TRY IT: Filter this material down to the lines that hold "InvalidateRequest", copying each one.

MATERIAL PROVIDED:

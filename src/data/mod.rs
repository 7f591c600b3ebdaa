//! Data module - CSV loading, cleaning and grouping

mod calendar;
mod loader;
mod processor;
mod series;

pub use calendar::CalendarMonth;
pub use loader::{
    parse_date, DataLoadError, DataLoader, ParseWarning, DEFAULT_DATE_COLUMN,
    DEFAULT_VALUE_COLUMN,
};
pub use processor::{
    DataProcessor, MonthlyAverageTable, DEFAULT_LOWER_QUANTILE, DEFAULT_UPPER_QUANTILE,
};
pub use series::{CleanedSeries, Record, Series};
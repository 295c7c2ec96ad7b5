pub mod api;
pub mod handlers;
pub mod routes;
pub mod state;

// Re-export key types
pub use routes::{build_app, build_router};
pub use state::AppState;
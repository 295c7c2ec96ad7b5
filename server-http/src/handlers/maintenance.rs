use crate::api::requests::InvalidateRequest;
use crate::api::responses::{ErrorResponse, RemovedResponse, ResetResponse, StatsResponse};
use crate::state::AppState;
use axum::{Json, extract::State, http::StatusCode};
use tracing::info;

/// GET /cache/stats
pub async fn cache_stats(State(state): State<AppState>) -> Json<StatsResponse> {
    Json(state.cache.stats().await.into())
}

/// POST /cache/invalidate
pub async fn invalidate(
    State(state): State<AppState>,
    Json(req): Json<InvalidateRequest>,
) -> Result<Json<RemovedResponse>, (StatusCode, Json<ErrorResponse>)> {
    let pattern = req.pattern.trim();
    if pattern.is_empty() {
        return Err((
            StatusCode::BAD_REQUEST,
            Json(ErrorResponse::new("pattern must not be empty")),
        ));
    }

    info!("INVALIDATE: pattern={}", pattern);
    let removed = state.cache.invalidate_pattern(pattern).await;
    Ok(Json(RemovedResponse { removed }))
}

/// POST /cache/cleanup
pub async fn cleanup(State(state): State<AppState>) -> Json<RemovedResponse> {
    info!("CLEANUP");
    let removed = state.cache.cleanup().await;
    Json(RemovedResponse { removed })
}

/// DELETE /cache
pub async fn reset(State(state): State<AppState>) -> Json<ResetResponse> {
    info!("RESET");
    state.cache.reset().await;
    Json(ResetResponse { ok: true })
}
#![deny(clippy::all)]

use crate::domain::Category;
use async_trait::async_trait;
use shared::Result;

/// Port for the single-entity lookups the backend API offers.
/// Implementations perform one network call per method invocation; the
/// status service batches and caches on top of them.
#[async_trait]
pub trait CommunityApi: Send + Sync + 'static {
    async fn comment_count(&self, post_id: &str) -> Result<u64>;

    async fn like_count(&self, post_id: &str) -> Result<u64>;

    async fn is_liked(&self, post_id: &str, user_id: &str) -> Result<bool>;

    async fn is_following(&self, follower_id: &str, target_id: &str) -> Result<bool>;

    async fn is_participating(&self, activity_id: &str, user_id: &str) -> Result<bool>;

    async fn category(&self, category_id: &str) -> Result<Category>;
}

REPLY:
use crate::api::requests::InvalidateRequest;
    Json(req): Json<InvalidateRequest>,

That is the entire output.